#### DATA TO USE
pub mod admin;
pub mod blocks;
pub mod decisions;
pub mod health;
pub mod insights;
pub mod thresholds;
########
§ EXERCISE INSTRUCTIONS: Print the material exactly. Include every line.

§ EXERCISE SOLUTION:
pub mod admin;
pub mod blocks;
pub mod decisions;
pub mod health;
pub mod insights;
pub mod thresholds;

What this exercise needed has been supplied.